(Stored items)
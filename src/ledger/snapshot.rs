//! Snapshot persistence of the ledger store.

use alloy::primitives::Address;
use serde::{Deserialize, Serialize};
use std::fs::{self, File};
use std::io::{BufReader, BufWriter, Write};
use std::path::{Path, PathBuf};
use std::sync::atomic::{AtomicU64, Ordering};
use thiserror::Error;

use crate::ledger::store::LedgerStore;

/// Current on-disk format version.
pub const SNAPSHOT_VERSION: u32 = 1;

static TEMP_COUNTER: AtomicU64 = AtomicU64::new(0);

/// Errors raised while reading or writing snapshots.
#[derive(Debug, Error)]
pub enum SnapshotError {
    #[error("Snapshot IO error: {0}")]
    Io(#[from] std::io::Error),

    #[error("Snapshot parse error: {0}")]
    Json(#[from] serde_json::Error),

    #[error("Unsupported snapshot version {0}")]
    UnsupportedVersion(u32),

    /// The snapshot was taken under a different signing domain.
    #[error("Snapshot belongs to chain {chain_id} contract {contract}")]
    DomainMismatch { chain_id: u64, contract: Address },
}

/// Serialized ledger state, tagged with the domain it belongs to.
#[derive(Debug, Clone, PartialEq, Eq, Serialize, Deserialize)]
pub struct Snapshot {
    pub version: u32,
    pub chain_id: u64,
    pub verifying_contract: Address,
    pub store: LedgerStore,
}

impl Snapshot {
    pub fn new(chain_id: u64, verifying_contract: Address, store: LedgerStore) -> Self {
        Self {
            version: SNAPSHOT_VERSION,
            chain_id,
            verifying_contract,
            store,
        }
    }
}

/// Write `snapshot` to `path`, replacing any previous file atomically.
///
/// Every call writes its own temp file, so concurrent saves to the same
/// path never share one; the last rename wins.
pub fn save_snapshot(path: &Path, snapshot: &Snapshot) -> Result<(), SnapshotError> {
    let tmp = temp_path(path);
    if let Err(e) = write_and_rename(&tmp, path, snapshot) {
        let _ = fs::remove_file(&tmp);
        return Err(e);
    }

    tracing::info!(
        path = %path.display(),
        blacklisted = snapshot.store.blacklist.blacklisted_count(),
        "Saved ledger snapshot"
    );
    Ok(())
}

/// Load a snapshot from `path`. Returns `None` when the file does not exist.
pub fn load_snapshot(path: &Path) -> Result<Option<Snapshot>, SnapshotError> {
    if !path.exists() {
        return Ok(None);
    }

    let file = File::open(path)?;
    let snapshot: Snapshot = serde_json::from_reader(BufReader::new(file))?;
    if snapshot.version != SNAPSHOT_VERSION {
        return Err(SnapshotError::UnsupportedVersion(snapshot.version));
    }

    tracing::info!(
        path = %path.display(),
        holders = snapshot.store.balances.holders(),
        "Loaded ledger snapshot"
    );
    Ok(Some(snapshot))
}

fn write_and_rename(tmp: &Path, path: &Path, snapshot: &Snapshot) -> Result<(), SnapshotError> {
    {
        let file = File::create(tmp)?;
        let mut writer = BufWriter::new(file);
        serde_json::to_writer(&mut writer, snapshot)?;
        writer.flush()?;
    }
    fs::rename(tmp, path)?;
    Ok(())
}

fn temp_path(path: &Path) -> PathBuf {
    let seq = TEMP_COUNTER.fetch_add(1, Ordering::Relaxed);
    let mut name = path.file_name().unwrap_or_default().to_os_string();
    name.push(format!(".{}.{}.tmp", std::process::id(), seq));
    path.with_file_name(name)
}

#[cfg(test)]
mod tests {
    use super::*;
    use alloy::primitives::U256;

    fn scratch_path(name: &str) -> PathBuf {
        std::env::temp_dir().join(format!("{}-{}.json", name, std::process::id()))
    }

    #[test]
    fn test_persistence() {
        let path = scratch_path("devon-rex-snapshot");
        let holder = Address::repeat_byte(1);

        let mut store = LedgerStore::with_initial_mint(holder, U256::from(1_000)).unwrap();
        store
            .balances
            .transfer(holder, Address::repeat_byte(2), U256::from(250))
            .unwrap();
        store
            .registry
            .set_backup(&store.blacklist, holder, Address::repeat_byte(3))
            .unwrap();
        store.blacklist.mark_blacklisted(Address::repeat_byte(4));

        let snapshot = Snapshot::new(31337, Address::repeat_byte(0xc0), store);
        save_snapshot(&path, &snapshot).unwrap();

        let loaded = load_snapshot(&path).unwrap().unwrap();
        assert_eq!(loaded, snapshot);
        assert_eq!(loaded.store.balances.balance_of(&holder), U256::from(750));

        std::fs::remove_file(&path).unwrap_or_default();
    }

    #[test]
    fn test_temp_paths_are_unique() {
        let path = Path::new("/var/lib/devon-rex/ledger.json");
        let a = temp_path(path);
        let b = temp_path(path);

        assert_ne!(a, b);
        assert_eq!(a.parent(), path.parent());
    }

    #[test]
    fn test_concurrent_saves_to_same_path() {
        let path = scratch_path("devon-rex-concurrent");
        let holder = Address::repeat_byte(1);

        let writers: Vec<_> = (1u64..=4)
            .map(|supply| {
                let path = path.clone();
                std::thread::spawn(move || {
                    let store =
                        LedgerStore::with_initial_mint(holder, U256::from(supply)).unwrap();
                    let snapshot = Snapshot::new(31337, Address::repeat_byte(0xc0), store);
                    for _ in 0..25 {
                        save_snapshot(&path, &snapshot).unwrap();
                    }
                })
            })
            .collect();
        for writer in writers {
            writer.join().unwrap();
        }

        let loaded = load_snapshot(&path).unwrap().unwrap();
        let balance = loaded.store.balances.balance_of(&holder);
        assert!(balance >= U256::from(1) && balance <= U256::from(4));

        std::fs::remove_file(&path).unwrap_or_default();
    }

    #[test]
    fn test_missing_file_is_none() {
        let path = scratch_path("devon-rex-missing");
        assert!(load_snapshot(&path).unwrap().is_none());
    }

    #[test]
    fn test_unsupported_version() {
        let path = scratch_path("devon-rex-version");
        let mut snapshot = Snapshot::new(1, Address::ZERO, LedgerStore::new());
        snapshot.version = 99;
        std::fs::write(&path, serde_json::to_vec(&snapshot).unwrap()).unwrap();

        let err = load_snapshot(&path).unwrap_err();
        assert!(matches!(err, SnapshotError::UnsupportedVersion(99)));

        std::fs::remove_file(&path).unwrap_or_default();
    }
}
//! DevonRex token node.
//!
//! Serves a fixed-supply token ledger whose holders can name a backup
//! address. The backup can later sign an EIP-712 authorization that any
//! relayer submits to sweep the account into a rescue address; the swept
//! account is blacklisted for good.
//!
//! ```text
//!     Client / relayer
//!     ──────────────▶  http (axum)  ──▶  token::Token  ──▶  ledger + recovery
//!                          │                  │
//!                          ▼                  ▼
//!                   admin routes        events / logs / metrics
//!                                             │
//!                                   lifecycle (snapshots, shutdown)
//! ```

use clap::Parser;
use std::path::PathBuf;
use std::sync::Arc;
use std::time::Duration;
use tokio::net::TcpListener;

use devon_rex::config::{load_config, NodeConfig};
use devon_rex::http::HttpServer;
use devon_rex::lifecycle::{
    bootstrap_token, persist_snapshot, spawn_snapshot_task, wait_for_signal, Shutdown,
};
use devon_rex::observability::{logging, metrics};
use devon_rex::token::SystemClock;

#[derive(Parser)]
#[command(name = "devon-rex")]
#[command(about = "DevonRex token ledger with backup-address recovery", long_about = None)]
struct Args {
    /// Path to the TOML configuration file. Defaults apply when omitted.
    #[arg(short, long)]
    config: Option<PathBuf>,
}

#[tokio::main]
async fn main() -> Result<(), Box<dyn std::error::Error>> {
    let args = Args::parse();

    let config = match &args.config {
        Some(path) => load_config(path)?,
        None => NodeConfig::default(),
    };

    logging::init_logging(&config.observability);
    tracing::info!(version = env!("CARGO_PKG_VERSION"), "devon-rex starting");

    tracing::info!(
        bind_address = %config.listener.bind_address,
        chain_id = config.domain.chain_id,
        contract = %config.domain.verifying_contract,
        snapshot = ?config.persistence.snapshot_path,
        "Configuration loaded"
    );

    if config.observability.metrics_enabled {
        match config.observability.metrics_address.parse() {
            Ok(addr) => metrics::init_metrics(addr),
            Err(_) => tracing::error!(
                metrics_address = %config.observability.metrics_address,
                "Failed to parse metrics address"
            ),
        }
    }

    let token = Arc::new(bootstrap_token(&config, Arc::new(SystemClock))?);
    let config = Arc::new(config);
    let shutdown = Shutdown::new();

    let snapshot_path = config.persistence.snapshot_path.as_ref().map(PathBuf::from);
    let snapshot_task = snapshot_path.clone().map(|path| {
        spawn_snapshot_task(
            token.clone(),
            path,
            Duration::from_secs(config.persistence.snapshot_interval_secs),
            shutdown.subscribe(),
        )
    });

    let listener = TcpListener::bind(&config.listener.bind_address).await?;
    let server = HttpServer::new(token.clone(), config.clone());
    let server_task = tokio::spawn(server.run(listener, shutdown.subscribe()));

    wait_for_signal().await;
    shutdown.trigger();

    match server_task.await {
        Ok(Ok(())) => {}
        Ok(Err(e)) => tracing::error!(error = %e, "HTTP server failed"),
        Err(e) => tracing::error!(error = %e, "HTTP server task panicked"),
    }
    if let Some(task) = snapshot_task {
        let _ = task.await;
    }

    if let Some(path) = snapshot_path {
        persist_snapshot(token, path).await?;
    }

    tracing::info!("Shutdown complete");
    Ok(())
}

■ **WHAT IS NEEDED**
Find each line in the data above with the word "tokio", then copy it.

■ **REPLY TO THE EXERCISE**
use tokio::net::TcpListener;
#[tokio::main]
    let server_task = tokio::spawn(server.run(listener, shutdown.subscribe()));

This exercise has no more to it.